* _What you are asked to do_: Which lines of the entries contain the string "that"? Copy each of them.

----------------

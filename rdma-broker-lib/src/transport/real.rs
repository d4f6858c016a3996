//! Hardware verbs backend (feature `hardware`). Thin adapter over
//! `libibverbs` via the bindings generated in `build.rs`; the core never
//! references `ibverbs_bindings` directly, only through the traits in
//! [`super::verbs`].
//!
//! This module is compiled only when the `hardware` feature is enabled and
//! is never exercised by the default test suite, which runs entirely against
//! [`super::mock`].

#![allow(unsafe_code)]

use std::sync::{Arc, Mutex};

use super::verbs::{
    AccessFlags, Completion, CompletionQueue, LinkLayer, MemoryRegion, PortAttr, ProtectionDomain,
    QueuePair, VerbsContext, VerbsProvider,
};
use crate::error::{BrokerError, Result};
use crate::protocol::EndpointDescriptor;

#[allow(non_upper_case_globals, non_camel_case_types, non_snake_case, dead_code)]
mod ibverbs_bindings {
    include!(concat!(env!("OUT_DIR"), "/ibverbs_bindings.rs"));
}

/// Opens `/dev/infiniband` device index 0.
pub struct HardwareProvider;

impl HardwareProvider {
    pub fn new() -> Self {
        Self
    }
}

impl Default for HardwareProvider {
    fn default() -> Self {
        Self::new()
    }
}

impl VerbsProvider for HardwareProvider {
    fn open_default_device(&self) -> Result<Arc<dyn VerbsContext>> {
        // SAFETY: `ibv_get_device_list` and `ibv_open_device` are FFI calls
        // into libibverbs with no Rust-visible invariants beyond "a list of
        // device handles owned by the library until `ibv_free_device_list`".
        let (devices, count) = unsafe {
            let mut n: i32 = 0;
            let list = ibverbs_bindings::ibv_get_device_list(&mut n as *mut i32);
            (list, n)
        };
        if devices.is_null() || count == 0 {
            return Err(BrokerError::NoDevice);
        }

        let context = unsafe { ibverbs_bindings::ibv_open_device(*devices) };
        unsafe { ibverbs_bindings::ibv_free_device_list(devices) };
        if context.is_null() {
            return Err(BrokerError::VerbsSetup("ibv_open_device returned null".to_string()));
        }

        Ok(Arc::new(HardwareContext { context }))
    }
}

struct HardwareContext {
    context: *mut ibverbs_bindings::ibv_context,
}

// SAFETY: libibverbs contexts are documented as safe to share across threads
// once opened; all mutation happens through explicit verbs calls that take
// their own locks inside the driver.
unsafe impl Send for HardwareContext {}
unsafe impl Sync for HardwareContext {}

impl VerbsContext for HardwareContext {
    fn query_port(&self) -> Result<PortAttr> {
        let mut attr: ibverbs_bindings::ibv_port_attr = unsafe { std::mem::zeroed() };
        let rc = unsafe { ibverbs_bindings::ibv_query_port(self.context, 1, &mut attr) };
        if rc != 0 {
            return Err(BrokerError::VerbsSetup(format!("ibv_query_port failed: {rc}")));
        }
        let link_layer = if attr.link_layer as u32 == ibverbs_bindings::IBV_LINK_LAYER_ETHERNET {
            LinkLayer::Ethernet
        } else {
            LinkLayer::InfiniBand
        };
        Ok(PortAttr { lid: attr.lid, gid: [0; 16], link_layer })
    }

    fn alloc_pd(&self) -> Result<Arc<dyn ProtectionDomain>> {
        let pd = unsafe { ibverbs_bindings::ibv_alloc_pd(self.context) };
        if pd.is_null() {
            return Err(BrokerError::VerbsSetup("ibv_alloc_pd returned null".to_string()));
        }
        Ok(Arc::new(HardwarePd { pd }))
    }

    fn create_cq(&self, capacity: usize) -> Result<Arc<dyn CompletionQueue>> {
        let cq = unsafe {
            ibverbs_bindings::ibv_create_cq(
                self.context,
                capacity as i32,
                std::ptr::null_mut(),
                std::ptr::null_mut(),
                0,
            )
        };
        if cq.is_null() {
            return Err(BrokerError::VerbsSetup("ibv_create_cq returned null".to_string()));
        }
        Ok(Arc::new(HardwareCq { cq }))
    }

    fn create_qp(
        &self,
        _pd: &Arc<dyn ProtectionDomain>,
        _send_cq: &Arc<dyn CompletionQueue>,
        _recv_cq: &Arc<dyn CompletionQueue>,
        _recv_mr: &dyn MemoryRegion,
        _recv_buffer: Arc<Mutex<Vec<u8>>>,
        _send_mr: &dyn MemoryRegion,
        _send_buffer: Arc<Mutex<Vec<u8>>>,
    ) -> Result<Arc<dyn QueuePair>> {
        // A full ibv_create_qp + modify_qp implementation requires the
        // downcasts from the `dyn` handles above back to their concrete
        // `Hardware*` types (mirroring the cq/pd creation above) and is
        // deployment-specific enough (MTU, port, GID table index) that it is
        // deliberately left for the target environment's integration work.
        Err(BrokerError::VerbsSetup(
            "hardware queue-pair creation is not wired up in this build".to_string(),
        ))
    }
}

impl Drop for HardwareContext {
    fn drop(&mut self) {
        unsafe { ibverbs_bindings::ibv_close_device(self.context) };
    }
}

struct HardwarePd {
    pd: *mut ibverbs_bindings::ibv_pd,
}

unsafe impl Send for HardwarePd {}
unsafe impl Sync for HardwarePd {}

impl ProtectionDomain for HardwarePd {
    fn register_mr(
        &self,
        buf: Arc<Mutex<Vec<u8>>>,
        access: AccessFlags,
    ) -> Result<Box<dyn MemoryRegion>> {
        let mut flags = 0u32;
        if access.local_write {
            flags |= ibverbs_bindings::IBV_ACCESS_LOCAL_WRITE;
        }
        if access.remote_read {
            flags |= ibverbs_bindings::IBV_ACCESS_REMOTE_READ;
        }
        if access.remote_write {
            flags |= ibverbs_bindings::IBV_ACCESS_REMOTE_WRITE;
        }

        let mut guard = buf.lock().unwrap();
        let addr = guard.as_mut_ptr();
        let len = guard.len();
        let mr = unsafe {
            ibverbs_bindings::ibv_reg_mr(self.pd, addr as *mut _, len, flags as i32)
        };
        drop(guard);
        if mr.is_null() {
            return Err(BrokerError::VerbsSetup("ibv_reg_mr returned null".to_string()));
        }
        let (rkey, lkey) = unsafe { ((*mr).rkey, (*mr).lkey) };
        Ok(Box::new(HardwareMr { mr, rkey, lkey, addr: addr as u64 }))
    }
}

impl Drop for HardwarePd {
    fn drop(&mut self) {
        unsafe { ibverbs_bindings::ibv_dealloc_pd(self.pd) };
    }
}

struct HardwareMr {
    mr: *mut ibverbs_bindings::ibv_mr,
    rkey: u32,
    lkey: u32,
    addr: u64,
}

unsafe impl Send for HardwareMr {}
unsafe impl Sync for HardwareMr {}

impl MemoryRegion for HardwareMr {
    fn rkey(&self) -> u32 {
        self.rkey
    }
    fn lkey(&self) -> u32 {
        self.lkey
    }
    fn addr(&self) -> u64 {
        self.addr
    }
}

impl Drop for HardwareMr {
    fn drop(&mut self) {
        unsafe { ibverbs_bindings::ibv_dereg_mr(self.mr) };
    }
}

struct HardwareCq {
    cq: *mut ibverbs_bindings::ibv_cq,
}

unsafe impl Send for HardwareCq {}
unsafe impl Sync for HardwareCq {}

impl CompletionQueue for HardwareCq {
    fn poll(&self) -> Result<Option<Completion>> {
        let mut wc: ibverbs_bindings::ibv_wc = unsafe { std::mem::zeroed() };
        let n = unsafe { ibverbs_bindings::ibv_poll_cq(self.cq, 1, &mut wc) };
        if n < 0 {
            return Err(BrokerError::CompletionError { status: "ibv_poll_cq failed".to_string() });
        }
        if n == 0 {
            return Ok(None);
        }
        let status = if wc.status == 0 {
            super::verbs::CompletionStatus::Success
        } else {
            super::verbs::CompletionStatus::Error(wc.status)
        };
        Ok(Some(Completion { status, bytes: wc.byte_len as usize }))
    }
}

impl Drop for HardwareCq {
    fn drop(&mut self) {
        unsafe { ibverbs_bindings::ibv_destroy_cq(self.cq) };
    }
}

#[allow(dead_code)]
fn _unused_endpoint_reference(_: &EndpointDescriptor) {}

----------------

* _Task output_:
// once opened; all mutation happens through explicit verbs calls that take
        // deployment-specific enough (MTU, port, GID table index) that it is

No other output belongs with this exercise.